Sally Mann photography- Body Farm


Sally Mann is an American photographer, best known for her large black-and-white photographs—at first of her young children, then later of landscapes suggesting decay and death. Mann’s fifth book, "What Remains", published in 2003, is based on the show of the same name at the Corcoran Museum in Washington, DC and is in five parts. The first section contains photographs of the remains of Eva, her greyhound, after decomposition. The second part has the photographs of dead and decomposing bodies at a federal Forensic Anthropology Facility (known as the ‘body farm’). The third part details the site on her property where an armed escaped convict was killed. The fourth part is a study of the grounds of Antietam, the site of the bloodiest single day battle in American history during the Civil War. The last part is a study of close-ups of the faces of her children. Thus, this study of mortality, decay and death ends with hope and love.

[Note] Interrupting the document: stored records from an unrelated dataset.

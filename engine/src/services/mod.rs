//! Business logic services for the poultry ledger
//!
//! Every service is constructed with the storage it works against and is
//! cheap to clone.

pub mod analytics;
pub mod backup;
pub mod cage_detail;
pub mod csv_export;
pub mod csv_import;
pub mod production;
pub mod sales;
pub mod vaccination;

pub use analytics::AnalyticsService;
pub use backup::BackupService;
pub use cage_detail::CageDetailService;
pub use csv_export::CsvExportService;
pub use csv_import::CsvImportService;
pub use production::ProductionService;
pub use sales::SalesService;
pub use vaccination::VaccinationService;

use chrono::NaiveDate;

/// Download name `<stem>-<date>.<ext>`, with path separators in the stem replaced
pub fn export_file_name(stem: &str, date: NaiveDate, ext: &str) -> String {
    let stem = stem.replace(['/', '\\'], "-");
    format!("{}-{}.{}", stem, date.format("%Y-%m-%d"), ext)
}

Mann has a gift for provoking strong reactions ("I like pushing buttons") and her pictures of rotting corpses certainly do that. She took them at the University of Tennessee's anthropological facility at Knoxville, aka the "body farm", where human decomposition is studied scientifically. The bodies are mostly left in an outdoor setting and lie there for months or even years. In Steven Cantor's 2006 television documentary about Mann, she is observed happily wandering from cadaver to cadaver, prodding this body part and stroking that one, unfazed by the maggots and reek of decay. (wikipedia)


"Death makes us sad, but it can also make us feel more alive," she says. "I couldn't wait to get there. The smell didn't bother me. And you should see the colours – they're really beautiful. As Wallace Stevens says, death is the mother of beauty." (the guardian)Visit her SITE for more of her work.


A body farm is a research facility where human decomposition can be studied in a variety of settings. The aim is to gain a better understanding of the decomposition process, permitting the development of techniques for extracting information (such as the timing and circumstances of death) from human remains. Body farm research is particularly important within forensic anthropology and related disciplines, and has applications in the fields of law enforcement and forensic science. Five such facilities exist in the United States, with the research facility operated by Texas State University at Freeman Ranch being the largest at seven acres.